Seminar Vol. 153
Title: Health, Health Insurance, and Income Inequality
Speaker: Chaoran Chen, National University of Singapore
Time: May 10th, 2019 13:30–14:45
Venue: Conference Room 106B, Zhonghui Building (IESR, JNU College of Economics)
About the speaker:
Chaoran Chen is an Assistant Professor at the National University of Singapore. He received his Ph.D. degree in Economics from the University of Toronto in 2017. His research interests are in macroeconomics and economic development. His work focuses on understanding the observed cross-country productivity differences through the lens of resource misallocation, structural transformation, and technology adoption, using both general equilibrium models and micro data. He is also interested in incomplete market models and inequality.
Abstract:
Individuals’ income affects their health status through the choice of health insurance coverage. We build a quantitative framework with incomplete markets and three shocks: health, health expenditure, and income. Individuals can choose to purchase health insurance, which hedges against health expenditure shocks and affects the transition of health status.
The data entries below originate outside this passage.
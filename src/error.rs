//! Error types for the frontier sampler.

use thiserror::Error;

/// Result type alias used across the crate.
pub type Result<T> = std::result::Result<T, FrontierError>;

#[derive(Error, Debug)]
pub enum FrontierError {
    /// Price provider unreachable, unknown ticker or no usable rows.
    #[error("Data fetch failed ({source_name}): {message}")]
    DataFetch {
        source_name: String,
        message: String,
    },

    /// Not enough aligned rows (or trials) to compute a statistic.
    #[error("Insufficient data for {context}: need at least {required}, got {available}")]
    DataInsufficient {
        context: String,
        required: usize,
        available: usize,
    },

    /// Quadratic form over the covariance matrix came out negative.
    #[error("Negative portfolio variance {variance:e}; covariance matrix is corrupt or ill-conditioned")]
    NegativeVariance { variance: f64 },

    /// No trial in the run has a defined Sharpe ratio.
    #[error("No scorable trials: {trials} trials, none with a defined Sharpe ratio")]
    NoScorableTrials { trials: usize },

    #[error("Invalid parameter: {message}")]
    InvalidParameter { message: String },

    #[error("Invalid configuration: {message}")]
    InvalidConfig { message: String },

    #[error("I/O error: {0}")]
    Io(#[from] std::io::Error),

    #[error("CSV error: {0}")]
    Csv(#[from] csv::Error),

    #[error("Date parse error: {0}")]
    DateParse(#[from] chrono::ParseError),

    #[error("Persistence error: {message}")]
    Persist { message: String },
}

impl FrontierError {
    pub fn data_fetch(source_name: impl Into<String>, message: impl Into<String>) -> Self {
        Self::DataFetch {
            source_name: source_name.into(),
            message: message.into(),
        }
    }

    pub fn insufficient_data(context: impl Into<String>, required: usize, available: usize) -> Self {
        Self::DataInsufficient {
            context: context.into(),
            required,
            available,
        }
    }

    pub fn invalid_parameter(message: impl Into<String>) -> Self {
        Self::InvalidParameter {
            message: message.into(),
        }
    }

    pub fn invalid_config(message: impl Into<String>) -> Self {
        Self::InvalidConfig {
            message: message.into(),
        }
    }

    pub fn persist(message: impl Into<String>) -> Self {
        Self::Persist {
            message: message.into(),
        }
    }
}

#[cfg(feature = "python")]
impl From<FrontierError> for pyo3::PyErr {
    fn from(err: FrontierError) -> pyo3::PyErr {
        pyo3::exceptions::PyValueError::new_err(err.to_string())
    }
}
We then estimate the model using micro data from PSID and MEPS. The estimated model can replicate the stylized facts on health insurance and inequality in the U.S. data. In the quantitative analysis, we find that endogenizing health through insurance choice substantially amplifies the impact of bad health on income inequality, due to the feedback effect that poor individuals are less likely to have insurance, and hence more likely to become unhealthy and then become poorer. The existence of consumption floor is the main cause of un-insurance among individuals. We also find that universal health insurance policy has a larger welfare gain in our framework than in a framework with exogenous health: it not only hedges against medical expenditure shocks, but also reduces health disparity and then income inequality.